Start of DATASET

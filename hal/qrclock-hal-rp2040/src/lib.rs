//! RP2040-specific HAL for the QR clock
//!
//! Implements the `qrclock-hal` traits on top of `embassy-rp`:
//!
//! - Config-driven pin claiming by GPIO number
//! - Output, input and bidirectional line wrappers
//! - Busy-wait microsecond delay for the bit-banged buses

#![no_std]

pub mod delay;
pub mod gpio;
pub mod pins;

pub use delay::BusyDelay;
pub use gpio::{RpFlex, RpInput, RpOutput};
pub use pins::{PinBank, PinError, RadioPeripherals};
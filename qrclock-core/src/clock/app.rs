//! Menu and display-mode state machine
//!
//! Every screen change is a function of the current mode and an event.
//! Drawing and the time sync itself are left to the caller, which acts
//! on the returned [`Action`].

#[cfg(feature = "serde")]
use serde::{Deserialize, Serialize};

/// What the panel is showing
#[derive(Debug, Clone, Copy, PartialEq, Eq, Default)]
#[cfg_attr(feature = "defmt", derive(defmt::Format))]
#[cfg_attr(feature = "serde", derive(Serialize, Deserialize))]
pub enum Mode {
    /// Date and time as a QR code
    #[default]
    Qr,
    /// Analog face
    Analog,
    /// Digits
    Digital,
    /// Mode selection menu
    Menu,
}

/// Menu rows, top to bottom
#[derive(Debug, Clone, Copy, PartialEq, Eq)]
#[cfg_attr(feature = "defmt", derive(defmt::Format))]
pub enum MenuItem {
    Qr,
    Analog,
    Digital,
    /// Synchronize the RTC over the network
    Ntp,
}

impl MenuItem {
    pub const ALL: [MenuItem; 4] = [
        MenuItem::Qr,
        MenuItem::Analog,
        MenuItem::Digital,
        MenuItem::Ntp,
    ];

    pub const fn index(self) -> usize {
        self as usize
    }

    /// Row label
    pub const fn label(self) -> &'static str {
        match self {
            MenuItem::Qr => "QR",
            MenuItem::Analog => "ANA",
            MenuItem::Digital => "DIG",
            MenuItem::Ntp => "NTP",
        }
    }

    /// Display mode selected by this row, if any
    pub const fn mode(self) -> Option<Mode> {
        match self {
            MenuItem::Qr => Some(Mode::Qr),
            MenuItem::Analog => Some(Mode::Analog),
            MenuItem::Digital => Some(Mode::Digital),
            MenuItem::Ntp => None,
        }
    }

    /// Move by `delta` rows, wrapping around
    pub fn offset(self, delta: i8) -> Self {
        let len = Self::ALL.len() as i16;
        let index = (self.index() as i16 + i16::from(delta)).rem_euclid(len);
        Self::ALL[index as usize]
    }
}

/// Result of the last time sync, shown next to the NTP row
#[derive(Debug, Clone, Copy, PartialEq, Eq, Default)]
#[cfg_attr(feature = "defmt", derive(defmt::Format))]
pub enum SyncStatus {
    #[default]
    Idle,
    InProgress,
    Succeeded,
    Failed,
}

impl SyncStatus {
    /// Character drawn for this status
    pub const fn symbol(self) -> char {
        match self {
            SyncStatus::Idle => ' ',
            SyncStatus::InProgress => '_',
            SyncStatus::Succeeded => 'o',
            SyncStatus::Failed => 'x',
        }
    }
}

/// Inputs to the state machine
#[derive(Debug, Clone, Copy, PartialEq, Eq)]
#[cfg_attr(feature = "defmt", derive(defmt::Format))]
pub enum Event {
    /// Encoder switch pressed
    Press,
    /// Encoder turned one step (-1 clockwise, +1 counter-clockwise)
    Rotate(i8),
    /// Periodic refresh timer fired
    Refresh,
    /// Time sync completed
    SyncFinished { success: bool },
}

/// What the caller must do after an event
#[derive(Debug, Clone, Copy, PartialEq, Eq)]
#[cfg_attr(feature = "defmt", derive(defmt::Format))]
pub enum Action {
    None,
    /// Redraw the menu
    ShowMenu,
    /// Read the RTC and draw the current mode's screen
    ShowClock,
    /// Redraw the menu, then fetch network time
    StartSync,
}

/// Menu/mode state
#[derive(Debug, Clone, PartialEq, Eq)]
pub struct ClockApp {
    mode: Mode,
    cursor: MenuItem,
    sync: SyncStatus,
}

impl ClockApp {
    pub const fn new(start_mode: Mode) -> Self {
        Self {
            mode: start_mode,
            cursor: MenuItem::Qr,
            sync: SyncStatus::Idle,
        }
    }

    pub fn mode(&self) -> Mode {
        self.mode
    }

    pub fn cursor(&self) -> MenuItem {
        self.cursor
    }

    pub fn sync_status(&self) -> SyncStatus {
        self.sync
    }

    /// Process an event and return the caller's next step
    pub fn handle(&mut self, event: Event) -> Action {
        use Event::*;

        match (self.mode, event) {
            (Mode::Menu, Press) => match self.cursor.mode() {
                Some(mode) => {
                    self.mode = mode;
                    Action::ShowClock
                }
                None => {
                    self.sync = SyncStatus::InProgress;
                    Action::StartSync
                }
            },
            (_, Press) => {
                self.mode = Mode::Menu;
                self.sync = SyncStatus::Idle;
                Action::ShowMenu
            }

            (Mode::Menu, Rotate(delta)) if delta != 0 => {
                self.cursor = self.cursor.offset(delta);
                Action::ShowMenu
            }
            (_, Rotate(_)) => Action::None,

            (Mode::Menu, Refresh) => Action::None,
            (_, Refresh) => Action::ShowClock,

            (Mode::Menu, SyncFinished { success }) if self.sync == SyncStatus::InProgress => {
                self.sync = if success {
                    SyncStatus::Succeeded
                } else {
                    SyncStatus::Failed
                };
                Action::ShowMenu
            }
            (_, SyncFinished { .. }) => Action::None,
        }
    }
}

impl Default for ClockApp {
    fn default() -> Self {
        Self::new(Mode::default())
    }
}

End of DATASET
Start of DATASET

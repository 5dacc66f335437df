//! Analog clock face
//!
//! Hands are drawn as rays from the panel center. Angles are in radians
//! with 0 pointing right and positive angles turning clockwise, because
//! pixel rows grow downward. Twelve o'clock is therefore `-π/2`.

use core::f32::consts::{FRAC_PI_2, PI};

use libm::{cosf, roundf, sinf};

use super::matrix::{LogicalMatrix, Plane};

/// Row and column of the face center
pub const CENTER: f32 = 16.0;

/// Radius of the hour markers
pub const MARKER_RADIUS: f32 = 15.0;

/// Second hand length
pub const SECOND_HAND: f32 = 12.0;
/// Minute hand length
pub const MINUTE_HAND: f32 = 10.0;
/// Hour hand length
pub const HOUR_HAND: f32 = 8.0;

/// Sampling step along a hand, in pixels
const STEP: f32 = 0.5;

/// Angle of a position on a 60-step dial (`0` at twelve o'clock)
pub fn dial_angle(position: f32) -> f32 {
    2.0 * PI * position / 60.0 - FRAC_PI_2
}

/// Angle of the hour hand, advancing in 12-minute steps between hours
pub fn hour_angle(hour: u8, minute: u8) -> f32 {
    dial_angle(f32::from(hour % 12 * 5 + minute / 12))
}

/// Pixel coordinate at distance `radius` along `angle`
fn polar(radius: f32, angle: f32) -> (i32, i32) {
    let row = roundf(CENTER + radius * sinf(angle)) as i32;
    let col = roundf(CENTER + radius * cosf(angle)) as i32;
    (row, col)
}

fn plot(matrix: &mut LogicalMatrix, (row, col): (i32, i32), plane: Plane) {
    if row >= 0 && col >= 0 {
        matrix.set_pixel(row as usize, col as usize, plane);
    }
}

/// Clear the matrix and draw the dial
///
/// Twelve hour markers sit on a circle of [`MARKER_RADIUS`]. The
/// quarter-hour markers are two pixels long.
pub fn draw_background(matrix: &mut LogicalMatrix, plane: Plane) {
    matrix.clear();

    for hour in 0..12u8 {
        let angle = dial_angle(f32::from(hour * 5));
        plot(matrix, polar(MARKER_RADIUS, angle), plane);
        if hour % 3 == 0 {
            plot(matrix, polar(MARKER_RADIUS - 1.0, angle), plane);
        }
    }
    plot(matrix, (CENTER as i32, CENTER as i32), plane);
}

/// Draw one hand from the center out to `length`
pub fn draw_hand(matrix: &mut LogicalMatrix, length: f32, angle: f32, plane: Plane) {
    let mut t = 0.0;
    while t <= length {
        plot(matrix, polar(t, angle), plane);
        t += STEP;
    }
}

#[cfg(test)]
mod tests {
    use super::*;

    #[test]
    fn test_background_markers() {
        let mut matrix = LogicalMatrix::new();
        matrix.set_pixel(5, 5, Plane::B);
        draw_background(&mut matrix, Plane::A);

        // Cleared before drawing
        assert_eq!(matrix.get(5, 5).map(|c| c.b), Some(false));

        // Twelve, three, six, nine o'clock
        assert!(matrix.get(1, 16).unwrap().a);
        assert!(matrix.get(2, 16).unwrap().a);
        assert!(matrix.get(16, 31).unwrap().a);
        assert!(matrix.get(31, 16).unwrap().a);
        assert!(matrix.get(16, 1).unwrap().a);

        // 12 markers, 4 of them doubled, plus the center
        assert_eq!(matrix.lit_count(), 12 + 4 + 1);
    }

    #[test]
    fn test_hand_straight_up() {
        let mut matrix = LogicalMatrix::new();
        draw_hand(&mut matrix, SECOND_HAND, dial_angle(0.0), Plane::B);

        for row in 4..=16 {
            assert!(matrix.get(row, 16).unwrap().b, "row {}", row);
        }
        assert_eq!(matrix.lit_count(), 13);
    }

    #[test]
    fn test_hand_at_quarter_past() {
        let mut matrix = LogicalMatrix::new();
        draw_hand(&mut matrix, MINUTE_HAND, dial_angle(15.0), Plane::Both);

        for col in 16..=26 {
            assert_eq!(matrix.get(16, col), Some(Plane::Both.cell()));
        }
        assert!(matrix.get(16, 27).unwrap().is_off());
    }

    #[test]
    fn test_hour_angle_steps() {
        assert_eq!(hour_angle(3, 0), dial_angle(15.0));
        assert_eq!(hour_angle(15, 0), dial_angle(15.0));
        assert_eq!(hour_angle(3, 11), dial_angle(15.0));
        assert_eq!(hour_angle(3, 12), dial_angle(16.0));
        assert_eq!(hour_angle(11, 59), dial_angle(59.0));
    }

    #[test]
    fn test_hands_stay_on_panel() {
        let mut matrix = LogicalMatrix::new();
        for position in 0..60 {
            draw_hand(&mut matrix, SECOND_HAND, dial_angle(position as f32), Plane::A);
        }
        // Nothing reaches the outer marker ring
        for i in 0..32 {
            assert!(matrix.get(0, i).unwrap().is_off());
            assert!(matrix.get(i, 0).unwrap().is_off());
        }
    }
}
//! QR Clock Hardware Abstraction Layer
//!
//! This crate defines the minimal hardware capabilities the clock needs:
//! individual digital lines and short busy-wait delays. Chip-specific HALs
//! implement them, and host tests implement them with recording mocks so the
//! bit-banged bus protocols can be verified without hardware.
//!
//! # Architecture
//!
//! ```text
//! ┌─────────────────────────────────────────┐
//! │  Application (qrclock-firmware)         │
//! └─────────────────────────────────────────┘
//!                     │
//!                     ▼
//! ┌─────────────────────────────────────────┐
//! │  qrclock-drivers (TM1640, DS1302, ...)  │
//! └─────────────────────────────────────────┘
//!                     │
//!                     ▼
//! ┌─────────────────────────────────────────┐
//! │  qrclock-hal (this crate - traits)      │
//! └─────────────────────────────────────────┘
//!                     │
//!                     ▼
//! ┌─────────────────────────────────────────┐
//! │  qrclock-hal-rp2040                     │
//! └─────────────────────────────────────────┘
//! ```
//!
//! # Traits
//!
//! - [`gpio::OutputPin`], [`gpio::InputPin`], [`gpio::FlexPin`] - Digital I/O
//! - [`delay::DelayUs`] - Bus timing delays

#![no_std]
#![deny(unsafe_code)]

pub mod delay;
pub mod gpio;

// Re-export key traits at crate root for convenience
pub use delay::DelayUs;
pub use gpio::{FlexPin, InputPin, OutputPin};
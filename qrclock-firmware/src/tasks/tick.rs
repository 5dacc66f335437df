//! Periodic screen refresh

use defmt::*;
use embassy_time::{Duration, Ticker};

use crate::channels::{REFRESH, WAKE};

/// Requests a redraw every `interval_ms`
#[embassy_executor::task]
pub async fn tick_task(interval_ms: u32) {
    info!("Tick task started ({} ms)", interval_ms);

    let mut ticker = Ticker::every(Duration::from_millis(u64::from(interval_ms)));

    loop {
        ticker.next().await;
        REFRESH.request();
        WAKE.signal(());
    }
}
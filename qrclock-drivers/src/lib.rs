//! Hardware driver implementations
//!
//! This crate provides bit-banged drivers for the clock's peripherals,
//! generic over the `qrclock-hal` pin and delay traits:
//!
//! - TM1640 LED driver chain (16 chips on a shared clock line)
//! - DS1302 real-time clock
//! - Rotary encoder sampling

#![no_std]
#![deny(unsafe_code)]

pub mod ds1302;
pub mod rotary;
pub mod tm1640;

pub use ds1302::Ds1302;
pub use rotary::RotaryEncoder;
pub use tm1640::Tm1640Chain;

End of DATASET
Start of DATASET

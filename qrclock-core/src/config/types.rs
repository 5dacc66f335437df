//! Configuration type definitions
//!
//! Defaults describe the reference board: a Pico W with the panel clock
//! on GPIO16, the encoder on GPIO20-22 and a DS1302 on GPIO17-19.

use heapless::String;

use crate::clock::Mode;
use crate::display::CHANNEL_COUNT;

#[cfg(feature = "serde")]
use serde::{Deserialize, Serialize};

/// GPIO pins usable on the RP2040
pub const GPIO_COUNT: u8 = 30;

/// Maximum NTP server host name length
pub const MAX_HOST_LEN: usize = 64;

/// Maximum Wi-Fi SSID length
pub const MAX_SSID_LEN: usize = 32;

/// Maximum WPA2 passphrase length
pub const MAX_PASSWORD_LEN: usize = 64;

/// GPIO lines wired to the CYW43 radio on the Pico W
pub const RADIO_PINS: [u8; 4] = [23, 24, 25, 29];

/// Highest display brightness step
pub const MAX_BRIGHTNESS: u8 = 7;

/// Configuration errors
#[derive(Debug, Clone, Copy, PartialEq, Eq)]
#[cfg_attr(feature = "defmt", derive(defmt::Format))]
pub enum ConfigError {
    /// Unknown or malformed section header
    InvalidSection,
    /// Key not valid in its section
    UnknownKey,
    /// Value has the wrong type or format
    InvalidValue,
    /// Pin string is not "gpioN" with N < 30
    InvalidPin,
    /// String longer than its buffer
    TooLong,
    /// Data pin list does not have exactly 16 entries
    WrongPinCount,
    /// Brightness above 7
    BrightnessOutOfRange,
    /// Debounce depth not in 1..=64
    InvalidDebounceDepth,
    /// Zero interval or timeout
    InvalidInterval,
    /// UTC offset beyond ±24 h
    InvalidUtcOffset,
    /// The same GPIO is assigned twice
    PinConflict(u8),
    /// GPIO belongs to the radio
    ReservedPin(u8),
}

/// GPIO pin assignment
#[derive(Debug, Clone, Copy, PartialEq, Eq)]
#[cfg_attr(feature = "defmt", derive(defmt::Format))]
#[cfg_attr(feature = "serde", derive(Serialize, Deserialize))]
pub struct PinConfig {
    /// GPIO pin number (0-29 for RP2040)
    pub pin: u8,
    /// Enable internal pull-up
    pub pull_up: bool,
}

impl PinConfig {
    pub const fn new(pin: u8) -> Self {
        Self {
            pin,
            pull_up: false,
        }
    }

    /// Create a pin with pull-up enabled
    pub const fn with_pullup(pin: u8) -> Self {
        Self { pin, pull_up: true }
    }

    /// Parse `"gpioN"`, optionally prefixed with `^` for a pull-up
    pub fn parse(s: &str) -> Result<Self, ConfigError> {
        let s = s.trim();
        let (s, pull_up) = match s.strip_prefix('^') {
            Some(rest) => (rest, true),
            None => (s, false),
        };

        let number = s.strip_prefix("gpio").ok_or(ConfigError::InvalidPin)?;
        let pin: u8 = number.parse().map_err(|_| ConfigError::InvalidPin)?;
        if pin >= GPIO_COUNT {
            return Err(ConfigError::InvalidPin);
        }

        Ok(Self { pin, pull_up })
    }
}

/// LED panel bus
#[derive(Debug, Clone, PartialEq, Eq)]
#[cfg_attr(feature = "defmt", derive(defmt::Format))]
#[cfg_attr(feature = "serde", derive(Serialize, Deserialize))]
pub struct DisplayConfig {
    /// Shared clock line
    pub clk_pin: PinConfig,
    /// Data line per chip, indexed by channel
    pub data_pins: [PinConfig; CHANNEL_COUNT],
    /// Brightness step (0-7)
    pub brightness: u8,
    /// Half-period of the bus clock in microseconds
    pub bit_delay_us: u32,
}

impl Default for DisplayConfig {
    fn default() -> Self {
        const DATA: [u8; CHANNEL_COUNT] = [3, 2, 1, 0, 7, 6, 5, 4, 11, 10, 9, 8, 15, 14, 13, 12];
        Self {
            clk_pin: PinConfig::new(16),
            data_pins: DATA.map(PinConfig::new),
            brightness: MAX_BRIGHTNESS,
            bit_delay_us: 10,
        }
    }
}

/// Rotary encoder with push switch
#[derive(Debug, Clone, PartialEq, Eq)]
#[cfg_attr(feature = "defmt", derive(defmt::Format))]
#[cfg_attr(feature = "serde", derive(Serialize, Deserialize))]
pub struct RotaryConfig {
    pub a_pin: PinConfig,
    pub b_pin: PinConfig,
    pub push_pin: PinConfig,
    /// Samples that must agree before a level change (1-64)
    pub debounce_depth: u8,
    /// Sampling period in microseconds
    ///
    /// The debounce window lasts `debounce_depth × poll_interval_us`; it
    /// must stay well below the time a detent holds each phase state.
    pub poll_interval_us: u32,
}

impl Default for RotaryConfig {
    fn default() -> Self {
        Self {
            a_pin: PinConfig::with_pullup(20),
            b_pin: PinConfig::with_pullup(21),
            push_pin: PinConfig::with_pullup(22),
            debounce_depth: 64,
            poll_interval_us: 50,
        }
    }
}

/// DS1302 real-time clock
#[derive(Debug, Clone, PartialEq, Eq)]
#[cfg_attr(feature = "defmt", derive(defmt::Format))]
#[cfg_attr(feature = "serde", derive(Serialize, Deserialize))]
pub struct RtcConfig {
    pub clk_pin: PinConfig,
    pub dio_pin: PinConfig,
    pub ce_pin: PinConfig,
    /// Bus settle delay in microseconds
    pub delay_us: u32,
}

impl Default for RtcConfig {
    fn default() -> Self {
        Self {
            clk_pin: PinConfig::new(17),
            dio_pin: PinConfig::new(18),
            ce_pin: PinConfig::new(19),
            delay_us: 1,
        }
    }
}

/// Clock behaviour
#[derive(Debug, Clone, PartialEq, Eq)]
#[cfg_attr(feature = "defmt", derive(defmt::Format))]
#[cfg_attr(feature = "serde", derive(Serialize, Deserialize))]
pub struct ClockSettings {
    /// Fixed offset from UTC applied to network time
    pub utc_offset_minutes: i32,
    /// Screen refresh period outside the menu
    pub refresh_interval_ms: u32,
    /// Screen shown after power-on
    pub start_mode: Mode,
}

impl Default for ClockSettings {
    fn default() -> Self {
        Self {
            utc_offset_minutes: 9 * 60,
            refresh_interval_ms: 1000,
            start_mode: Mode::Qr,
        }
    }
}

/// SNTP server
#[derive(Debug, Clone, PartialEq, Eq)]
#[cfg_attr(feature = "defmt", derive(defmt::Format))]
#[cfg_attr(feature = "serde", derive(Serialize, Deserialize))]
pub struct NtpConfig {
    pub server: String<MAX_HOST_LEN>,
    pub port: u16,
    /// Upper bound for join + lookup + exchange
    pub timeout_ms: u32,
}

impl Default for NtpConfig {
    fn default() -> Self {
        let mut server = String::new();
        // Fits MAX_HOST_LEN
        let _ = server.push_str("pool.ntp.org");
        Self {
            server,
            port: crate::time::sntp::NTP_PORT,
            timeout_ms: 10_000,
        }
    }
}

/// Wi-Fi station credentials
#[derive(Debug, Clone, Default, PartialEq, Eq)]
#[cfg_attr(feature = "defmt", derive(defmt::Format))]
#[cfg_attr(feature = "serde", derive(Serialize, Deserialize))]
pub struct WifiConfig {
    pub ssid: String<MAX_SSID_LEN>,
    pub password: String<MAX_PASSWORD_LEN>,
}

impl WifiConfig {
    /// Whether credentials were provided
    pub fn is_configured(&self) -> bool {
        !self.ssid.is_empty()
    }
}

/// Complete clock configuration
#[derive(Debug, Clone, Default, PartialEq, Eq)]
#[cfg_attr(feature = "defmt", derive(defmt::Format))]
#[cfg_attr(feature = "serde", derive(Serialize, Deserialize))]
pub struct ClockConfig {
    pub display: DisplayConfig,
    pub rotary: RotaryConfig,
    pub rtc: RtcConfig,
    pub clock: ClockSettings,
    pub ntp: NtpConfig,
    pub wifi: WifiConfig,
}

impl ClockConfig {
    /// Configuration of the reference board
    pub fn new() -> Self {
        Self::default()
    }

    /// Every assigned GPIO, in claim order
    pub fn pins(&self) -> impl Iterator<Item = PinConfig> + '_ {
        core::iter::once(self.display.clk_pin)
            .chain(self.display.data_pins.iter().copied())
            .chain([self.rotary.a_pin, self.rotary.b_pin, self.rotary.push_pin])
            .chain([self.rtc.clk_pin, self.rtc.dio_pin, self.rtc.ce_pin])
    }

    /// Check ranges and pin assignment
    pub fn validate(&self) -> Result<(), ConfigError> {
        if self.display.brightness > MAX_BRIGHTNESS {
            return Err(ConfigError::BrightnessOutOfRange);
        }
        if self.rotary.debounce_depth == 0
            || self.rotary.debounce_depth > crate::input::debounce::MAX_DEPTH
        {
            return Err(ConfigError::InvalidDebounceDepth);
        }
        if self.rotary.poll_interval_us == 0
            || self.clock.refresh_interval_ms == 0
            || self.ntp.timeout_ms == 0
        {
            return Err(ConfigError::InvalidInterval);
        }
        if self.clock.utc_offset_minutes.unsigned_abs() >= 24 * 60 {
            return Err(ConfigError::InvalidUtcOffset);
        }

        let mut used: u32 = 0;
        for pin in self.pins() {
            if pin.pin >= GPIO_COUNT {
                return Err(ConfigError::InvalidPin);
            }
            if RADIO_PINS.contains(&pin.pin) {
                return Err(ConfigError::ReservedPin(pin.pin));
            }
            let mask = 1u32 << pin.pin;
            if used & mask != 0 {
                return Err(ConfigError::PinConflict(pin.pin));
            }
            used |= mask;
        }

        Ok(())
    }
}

End of DATASET

Could you filter the entries above for lines holding the string "Duration" and copy them?

▶ [SOLUTION BELOW]:
use embassy_time::{Duration, Ticker};
    let mut ticker = Ticker::every(Duration::from_millis(u64::from(interval_ms)));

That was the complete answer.